◆ **ASSIGNMENT**: For the records below, print the lines from the line with "let config = AgentConfig::default()" through the line with "assert!(matches!(echoed.body, Message::BuildComplete(_)));" exactly as written; include both end lines and exclude the rest.

◆ ◆ ◆ ◆

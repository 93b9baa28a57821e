//! Websocket connection from an agent to the server.

use crate::config::AgentConfig;
use async_trait::async_trait;
use cimple_core::messages::Envelope;
use cimple_core::ports::MessageChannel;
use cimple_core::{Error, Result};
use futures::stream::{SplitSink, SplitStream};
use futures::{SinkExt, StreamExt};
use std::sync::Arc;
use std::time::Duration;
use tokio::net::TcpStream;
use tokio::sync::{Mutex, watch};
use tokio::task::JoinHandle;
use tokio::time::{interval, timeout};
use tokio_tungstenite::tungstenite::{self, Message as WsMessage};
use tokio_tungstenite::{MaybeTlsStream, WebSocketStream, connect_async};
use tracing::{debug, info, warn};

type WsStream = WebSocketStream<MaybeTlsStream<TcpStream>>;

#[derive(Debug, Clone, Copy, PartialEq, Eq)]
pub enum ConnectionState {
    Open,
    Closed,
}

/// Binary websocket frames, one bincode envelope per frame.
///
/// Writes are serialized and bounded by the write wait. Reads fail when
/// nothing, keepalives included, arrives within the pong wait.
pub struct ServerConnection {
    writer: Mutex<SplitSink<WsStream, WsMessage>>,
    reader: Mutex<SplitStream<WsStream>>,
    write_wait: Duration,
    pong_wait: Duration,
    state: watch::Sender<ConnectionState>,
}

impl ServerConnection {
    pub async fn connect(url: &str, config: &AgentConfig) -> Result<Self> {
        info!(url = %url, "Connecting to server");

        let (stream, _response) = timeout(config.connect_timeout(), connect_async(url))
            .await
            .map_err(|_| Error::Transport(format!("Timed out connecting to {}", url)))?
            .map_err(|e| Error::Transport(format!("Failed to connect to {}: {}", url, e)))?;

        let (writer, reader) = stream.split();
        let (state, _) = watch::channel(ConnectionState::Open);

        Ok(Self {
            writer: Mutex::new(writer),
            reader: Mutex::new(reader),
            write_wait: config.write_wait(),
            pong_wait: config.pong_wait(),
            state,
        })
    }

    pub fn state(&self) -> ConnectionState {
        *self.state.borrow()
    }

    pub fn subscribe(&self) -> watch::Receiver<ConnectionState> {
        self.state.subscribe()
    }

    /// Send a ping every `period` until the connection closes or a ping
    /// cannot be written.
    pub fn spawn_keepalive(self: &Arc<Self>, period: Duration) -> JoinHandle<()> {
        let connection = Arc::clone(self);
        let mut state = self.subscribe();

        tokio::spawn(async move {
            let mut ticker = interval(period);
            ticker.tick().await;

            loop {
                tokio::select! {
                    _ = ticker.tick() => {
                        if let Err(e) = connection.write(WsMessage::Ping(Vec::new().into())).await {
                            warn!(error = %e, "Failed to send ping");
                            connection.mark_closed();
                            break;
                        }
                        debug!("Ping sent");
                    }
                    changed = state.changed() => {
                        if changed.is_err() || *state.borrow() == ConnectionState::Closed {
                            break;
                        }
                    }
                }
            }
        })
    }

    async fn write(&self, message: WsMessage) -> Result<()> {
        if self.state() == ConnectionState::Closed {
            return Err(Error::ConnectionClosed);
        }

        let mut writer = self.writer.lock().await;
        match timeout(self.write_wait, writer.send(message)).await {
            Ok(Ok(())) => Ok(()),
            Ok(Err(e)) => {
                self.mark_closed();
                Err(transport_error(e))
            }
            Err(_) => {
                self.mark_closed();
                Err(Error::Transport(format!(
                    "Write did not complete within {:?}",
                    self.write_wait
                )))
            }
        }
    }

    fn mark_closed(&self) {
        self.state.send_replace(ConnectionState::Closed);
    }
}

fn transport_error(e: tungstenite::Error) -> Error {
    match e {
        tungstenite::Error::ConnectionClosed | tungstenite::Error::AlreadyClosed => {
            Error::ConnectionClosed
        }
        other => Error::Transport(other.to_string()),
    }
}

#[async_trait]
impl MessageChannel for ServerConnection {
    async fn send_message(&self, envelope: Envelope) -> Result<()> {
        debug!(message_id = %envelope.id, kind = %envelope.kind(), "Sending message");
        let bytes = envelope.encode()?;
        self.write(WsMessage::Binary(bytes.into())).await
    }

    async fn read_message(&self) -> Result<Envelope> {
        let mut reader = self.reader.lock().await;

        loop {
            let frame = match timeout(self.pong_wait, reader.next()).await {
                Ok(frame) => frame,
                Err(_) => {
                    self.mark_closed();
                    return Err(Error::Transport(format!(
                        "Nothing received from server within {:?}",
                        self.pong_wait
                    )));
                }
            };

            match frame {
                Some(Ok(WsMessage::Binary(data))) => return Envelope::decode(&data),
                Some(Ok(WsMessage::Ping(_) | WsMessage::Pong(_) | WsMessage::Frame(_))) => {}
                Some(Ok(WsMessage::Text(text))) => {
                    warn!(len = text.len(), "Ignoring text frame from server");
                }
                Some(Ok(WsMessage::Close(_))) | None => {
                    self.mark_closed();
                    return Err(Error::ConnectionClosed);
                }
                Some(Err(e)) => {
                    self.mark_closed();
                    return Err(transport_error(e));
                }
            }
        }
    }

    async fn close(&self) -> Result<()> {
        if self.state() == ConnectionState::Closed {
            return Ok(());
        }
        self.mark_closed();

        let mut writer = self.writer.lock().await;
        let _ = timeout(self.write_wait, writer.send(WsMessage::Close(None))).await;
        let _ = writer.close().await;
        Ok(())
    }
}

#[cfg(test)]
mod tests {
    use super::*;
    use cimple_core::messages::{BuildComplete, Message};
    use tokio::net::TcpListener;
    use tokio_tungstenite::accept_async;

    async fn listener() -> (TcpListener, AgentConfig) {
        let listener = TcpListener::bind("127.0.0.1:0").await.unwrap();
        let port = listener.local_addr().unwrap().port();
        let config = AgentConfig::default()
            .with_server("127.0.0.1", port)
            .with_tls(false);
        (listener, config)
    }

    fn url(config: &AgentConfig) -> String {
        config.connection_url(cimple_core::AgentId::new())
    }

    #[tokio::test]
    async fn test_envelopes_travel_as_binary_frames() {
        let (listener, config) = listener().await;

        let server = tokio::spawn(async move {
            let (stream, _) = listener.accept().await.unwrap();
            let mut ws = accept_async(stream).await.unwrap();
            let frame = ws.next().await.unwrap().unwrap();
            let WsMessage::Binary(data) = frame else {
                panic!("expected binary frame");
            };
            let envelope = Envelope::decode(&data).unwrap();
            ws.send(WsMessage::Text("noise".into())).await.unwrap();
            ws.send(WsMessage::Binary(envelope.encode().unwrap().into()))
                .await
                .unwrap();
            envelope.id
        });

        let connection = ServerConnection::connect(&url(&config), &config).await.unwrap();
        connection
            .send_message(Envelope::new(BuildComplete {}))
            .await
            .unwrap();

        let echoed = connection.read_message().await.unwrap();
        assert!(matches!(echoed.body, Message::BuildComplete(_)));
        assert_eq!(echoed.id, server.await.unwrap());
    }

    #[tokio::test]
    async fn test_server_close_ends_reads_and_writes() {
        let (listener, config) = listener().await;

        tokio::spawn(async move {
            let (stream, _) = listener.accept().await.unwrap();
            let mut ws = accept_async(stream).await.unwrap();
            ws.close(None).await.unwrap();
        });

        let connection = ServerConnection::connect(&url(&config), &config).await.unwrap();

        assert!(matches!(connection.read_message().await, Err(Error::ConnectionClosed)));
        assert_eq!(connection.state(), ConnectionState::Closed);
        assert!(matches!(
            connection.send_message(Envelope::new(BuildComplete {})).await,
            Err(Error::ConnectionClosed)
        ));
        assert!(connection.close().await.is_ok());
    }

    #[tokio::test]
    async fn test_keepalive_sends_pings() {
        let (listener, config) = listener().await;

        let server = tokio::spawn(async move {
            let (stream, _) = listener.accept().await.unwrap();
            let mut ws = accept_async(stream).await.unwrap();
            loop {
                match ws.next().await {
                    Some(Ok(WsMessage::Ping(_))) => return true,
                    Some(Ok(_)) => continue,
                    _ => return false,
                }
            }
        });

        let connection = Arc::new(ServerConnection::connect(&url(&config), &config).await.unwrap());
        let keepalive = connection.spawn_keepalive(Duration::from_millis(20));

        assert!(server.await.unwrap());
        connection.close().await.unwrap();
        tokio::time::timeout(Duration::from_secs(1), keepalive)
            .await
            .unwrap()
            .unwrap();
    }

    #[tokio::test]
    async fn test_connect_refused_is_transport_error() {
        let (listener, config) = listener().await;
        drop(listener);

        let result = ServerConnection::connect(&url(&config), &config).await;
        assert!(matches!(result, Err(Error::Transport(_))));
    }
}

◆ ◆ ◆ ◆

◆ **TASK SOLUTION**:
        let config = AgentConfig::default()
            .with_server("127.0.0.1", port)
            .with_tls(false);
        (listener, config)
    }

    fn url(config: &AgentConfig) -> String {
        config.connection_url(cimple_core::AgentId::new())
    }

    #[tokio::test]
    async fn test_envelopes_travel_as_binary_frames() {
        let (listener, config) = listener().await;

        let server = tokio::spawn(async move {
            let (stream, _) = listener.accept().await.unwrap();
            let mut ws = accept_async(stream).await.unwrap();
            let frame = ws.next().await.unwrap().unwrap();
            let WsMessage::Binary(data) = frame else {
                panic!("expected binary frame");
            };
            let envelope = Envelope::decode(&data).unwrap();
            ws.send(WsMessage::Text("noise".into())).await.unwrap();
            ws.send(WsMessage::Binary(envelope.encode().unwrap().into()))
                .await
                .unwrap();
            envelope.id
        });

        let connection = ServerConnection::connect(&url(&config), &config).await.unwrap();
        connection
            .send_message(Envelope::new(BuildComplete {}))
            .await
            .unwrap();

        let echoed = connection.read_message().await.unwrap();
        assert!(matches!(echoed.body, Message::BuildComplete(_)));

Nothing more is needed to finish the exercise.